Inspired—according to Simmons—by the clever foldaway designs of Japanese micro apartments, Bienvenu’s counters completely tuck away into a functional reception or foyer table. Equipment includes a wine bottle dispensing unit, a kegged-wine cooler with taps, a fast-cook oven, refrigerated display case and hand sink. The only piece of equipment to roll in and out from the back of the house during service is an undercounter refrigerator.

By being located in an underused area of a lobby, or a generous corridor where soft seating already is provided, the concept could generate revenue during off-peak hours to avoid opening a much larger restaurant, or during peak hours to provide quick meals.

To fabricate a working model of Bienvenu, Arons approached PJ Gavin, President and COO of Medford, N.J.-based RPI Industries, last August. “Ed [Arons] was familiar with our fabrication capabilities from work we’d recently done at New York’s Plaza Hotel and Mario Battali’s Eataly concept,” Gavin says. Arming RPI with some conceptual sketches and elevations, Arons also gave Gavin the color boards showing all of the materials. Marsha Diamond, Foodservice Pioneering Concept Program Director, worked with the designers and RPI to procure the equipment, power, food, dinnerware and the EcoWalls live-plant wall.

Bienvenu features two rectangular sections that roll out from under the square. One section is fitted with the self-serve wine dispensing system. In the show model, an eight-bottle unit from Enomatic raised and lowered into its counter section using a quiet, motorized lift assembly. “It was a very tight fit,” Gavin says. His team created the counter cutout and installed the motor, which Diamond had specially procured. “The assembly had to mount securely to support the dispenser while the lift operated correctly. But it couldn’t interfere with the electrical, drain or nitrogen lines of the dispensing unit,” Gavin explains. This rollout section also houses the compact Alto-Shaam fast-cook oven.

The second rollout counter forms a center console and sports an under-mount hand sink and a Perlick dual-temp keg cooler with taps. On the front of this section, the RPI team installed a self-contained “ice rock” refrigerated food display comprised of a stone material that frosts up to hold cold foods inside a hinged glass case.

Diamond, who coordinated and oversaw the entire FPC program, including all marketing, promotion and publicity, judging, model fabrication and show events, marveled at the ingenuity of how the equipment fit the counters and the counters fit into the lobby table of Bienvenu. “The designers and sponsors received a huge response to this concept from show attendees,” she says.

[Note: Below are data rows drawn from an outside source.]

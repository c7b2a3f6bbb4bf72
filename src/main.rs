//! Loan Ledger - 本地人员、借款与担保人台账
//!
//! 所有数据保存在本地SQLite文件中，界面操作直接同步执行SQL。

pub mod core;
pub mod storage;
pub mod ui;

use anyhow::Result;
use eframe::egui::{self, FontData, FontDefinitions, FontFamily};
use tracing_subscriber::{layer::SubscriberExt, util::SubscriberInitExt};

/// 配置中文字体
fn setup_custom_fonts(ctx: &egui::Context) {
    let mut fonts = FontDefinitions::default();

    // 尝试加载系统中文字体
    let font_paths = [
        "C:/Windows/Fonts/msyh.ttc",      // 微软雅黑
        "C:/Windows/Fonts/simsun.ttc",    // 宋体
        "/usr/share/fonts/opentype/noto/NotoSansCJK-Regular.ttc",
        "/System/Library/Fonts/PingFang.ttc",
    ];

    let mut font_loaded = false;
    for path in &font_paths {
        if let Ok(font_data) = std::fs::read(path) {
            fonts.font_data.insert(
                "cjk_font".to_owned(),
                FontData::from_owned(font_data).into(),
            );

            // 将中文字体设为首选
            fonts.families
                .entry(FontFamily::Proportional)
                .or_default()
                .insert(0, "cjk_font".to_owned());

            fonts.families
                .entry(FontFamily::Monospace)
                .or_default()
                .insert(0, "cjk_font".to_owned());

            font_loaded = true;
            tracing::info!("已加载中文字体: {}", path);
            break;
        }
    }

    if !font_loaded {
        tracing::warn!("未能加载中文字体，界面可能显示乱码");
    }

    ctx.set_fonts(fonts);
}

fn main() -> Result<()> {
    // 初始化日志
    tracing_subscriber::registry()
        .with(tracing_subscriber::fmt::layer())
        .with(tracing_subscriber::EnvFilter::from_default_env())
        .init();

    tracing::info!("启动 Loan Ledger");

    let options = eframe::NativeOptions {
        viewport: egui::ViewportBuilder::default()
            .with_inner_size([1200.0, 800.0])
            .with_min_inner_size([900.0, 600.0])
            .with_title("Loan Ledger - 借款台账"),
        ..Default::default()
    };

    eframe::run_native(
        "LoanLedger",
        options,
        Box::new(|cc| {
            setup_custom_fonts(&cc.egui_ctx);
            Ok(Box::new(ui::app::LedgerApp::new(cc)))
        }),
    )
    .map_err(|e| anyhow::anyhow!("GUI启动失败: {}", e))?;

    Ok(())
}
//! 配置文件管理模块

use crate::core::models::AppConfig;
use anyhow::Result;
use std::path::PathBuf;

/// 配置管理器
pub struct ConfigManager {
    config_path: PathBuf,
}

fn project_dirs() -> Option<directories::ProjectDirs> {
    directories::ProjectDirs::from("com", "loanledger", "LoanLedger")
}

impl ConfigManager {
    /// 创建配置管理器
    pub fn new(config_path: PathBuf) -> Self {
        Self { config_path }
    }

    /// 获取默认配置路径
    pub fn default_path() -> PathBuf {
        project_dirs()
            .map(|d| d.config_dir().join("config.json"))
            .unwrap_or_else(|| PathBuf::from("config.json"))
    }

    /// 获取默认数据库路径
    pub fn default_database_path() -> PathBuf {
        project_dirs()
            .map(|d| d.data_dir().join("ledger.db"))
            .unwrap_or_else(|| PathBuf::from("ledger.db"))
    }

    /// 配置中实际使用的数据库路径
    pub fn database_path(config: &AppConfig) -> PathBuf {
        config
            .database_path
            .clone()
            .unwrap_or_else(Self::default_database_path)
    }

    /// 加载配置
    pub fn load(&self) -> Result<AppConfig> {
        if self.config_path.exists() {
            let content = std::fs::read_to_string(&self.config_path)?;
            Ok(serde_json::from_str(&content)?)
        } else {
            Ok(AppConfig::default())
        }
    }

    /// 保存配置
    pub fn save(&self, config: &AppConfig) -> Result<()> {
        // 确保目录存在
        if let Some(parent) = self.config_path.parent() {
            std::fs::create_dir_all(parent)?;
        }

        let content = serde_json::to_string_pretty(config)?;
        std::fs::write(&self.config_path, content)?;
        tracing::info!("配置已保存: {}", self.config_path.display());
        Ok(())
    }

    /// 重置为默认配置
    pub fn reset(&self) -> Result<()> {
        self.save(&AppConfig::default())
    }
}

#[cfg(test)]
mod tests {
    use super::*;
    use crate::core::models::GuarantorLayout;
    use tempfile::tempdir;

    #[test]
    fn test_config_save_load() {
        let dir = tempdir().unwrap();
        let config_path = dir.path().join("nested").join("config.json");

        let manager = ConfigManager::new(config_path);

        let mut config = AppConfig::default();
        config.guarantor_layout = GuarantorLayout::FixedColumns;
        config.database_path = Some(dir.path().join("people.db"));

        manager.save(&config).unwrap();

        let loaded = manager.load().unwrap();
        assert_eq!(loaded, config);
        assert_eq!(ConfigManager::database_path(&loaded), dir.path().join("people.db"));
    }

    #[test]
    fn test_missing_config_is_default() {
        let dir = tempdir().unwrap();
        let manager = ConfigManager::new(dir.path().join("config.json"));
        assert_eq!(manager.load().unwrap(), AppConfig::default());
    }

    #[test]
    fn test_reset() {
        let dir = tempdir().unwrap();
        let manager = ConfigManager::new(dir.path().join("config.json"));

        let mut config = AppConfig::default();
        config.guarantor_layout = GuarantorLayout::SingleColumn;
        manager.save(&config).unwrap();
        manager.reset().unwrap();

        assert_eq!(manager.load().unwrap(), AppConfig::default());
    }

    #[test]
    fn test_corrupt_config_is_error() {
        let dir = tempdir().unwrap();
        let path = dir.path().join("config.json");
        std::fs::write(&path, "{ not json").unwrap();
        assert!(ConfigManager::new(path).load().is_err());
    }
}
//! 搜索过滤
//!
//! 不区分大小写的子串匹配，空查询匹配所有记录。

use crate::core::models::{LoanRow, Person};

/// 搜索查询
#[derive(Debug, Clone, Default)]
pub struct SearchQuery {
    needle: String,
}

impl SearchQuery {
    pub fn new(text: &str) -> Self {
        Self {
            needle: text.trim().to_lowercase(),
        }
    }

    pub fn is_empty(&self) -> bool {
        self.needle.is_empty()
    }

    /// 任一字段包含查询文本即匹配
    pub fn matches_any<'a, I>(&self, fields: I) -> bool
    where
        I: IntoIterator<Item = &'a str>,
    {
        if self.is_empty() {
            return true;
        }
        fields
            .into_iter()
            .any(|field| field.to_lowercase().contains(&self.needle))
    }

    /// 人员：按姓名、身份证号、职业匹配
    pub fn matches_person(&self, person: &Person) -> bool {
        self.matches_any([
            person.name.as_str(),
            person.ssn.as_str(),
            person.job.as_deref().unwrap_or(""),
        ])
    }

    /// 借款：按借款人、担保人、说明匹配
    pub fn matches_loan(&self, loan: &LoanRow) -> bool {
        self.matches_any(
            [
                loan.borrower_name.as_deref().unwrap_or(""),
                loan.description.as_str(),
            ]
            .into_iter()
            .chain(loan.guarantor_names.iter().map(String::as_str)),
        )
    }
}

/// 过滤人员列表，返回匹配项的下标
pub fn filter_persons(persons: &[Person], query: &SearchQuery) -> Vec<usize> {
    persons
        .iter()
        .enumerate()
        .filter(|(_, p)| query.matches_person(p))
        .map(|(i, _)| i)
        .collect()
}

/// 过滤借款列表，返回匹配项的下标
pub fn filter_loans(loans: &[LoanRow], query: &SearchQuery) -> Vec<usize> {
    loans
        .iter()
        .enumerate()
        .filter(|(_, l)| query.matches_loan(l))
        .map(|(i, _)| i)
        .collect()
}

In the 2015 FPC program, CafeBellas took second place with new design elements that differentiated the concept from last year’s entry. (CafeBellas was the 2014 third-place winner.) Designed by Steven Cote, CEO, and Jasna Ostojich, President, CafeBellas, Winnetaka, Ill., the glossy white, modular, pop-up café relies on sous vide to deliver ready-to-eat gourmet foods and beverages to sites with limited access to water and no ventilation or gas connections. The judges said it has a great look with a very modern feel and that the sous-vide-based cooking approach is a great application of the technique.

Andrey Teleguz, Principal, and Amy Lizee, Project Manager and Designer, SCOPOS Hospitality Group, Ephrata, Pa., won third place with SCOPOS Café, created to provide high-quality, cooked-to-order menu options using only electricity. A beverages wing serves bottled beverages along with pre-made salads, sandwiches and baked goods. In the center is a new-to-market, self-ventilating induction station that accommodates any combination of induction griddle, induction hobs or induction woks. The station has a built-in fire-suppression system. A hot wing is designed to finish and hold cooked dishes. 

The HX Show wishes to thank all of the judges for their time and commitment. They are: Michael Atanasio, Overlook Hospital; James Dale, Grand Hyatt New York; Maura Doran, New York Methodist Hospital; Bill O’Keefe, DineEquity (Applebee’s/IHOP); Clay Meissner, University of Montana Dining; Tom Prykanowski, Choice Hotels Int’l.; Chef Michael Roddey, Gastronomic Services & Consulting; Kirk Rodriguez, Texas Tech University.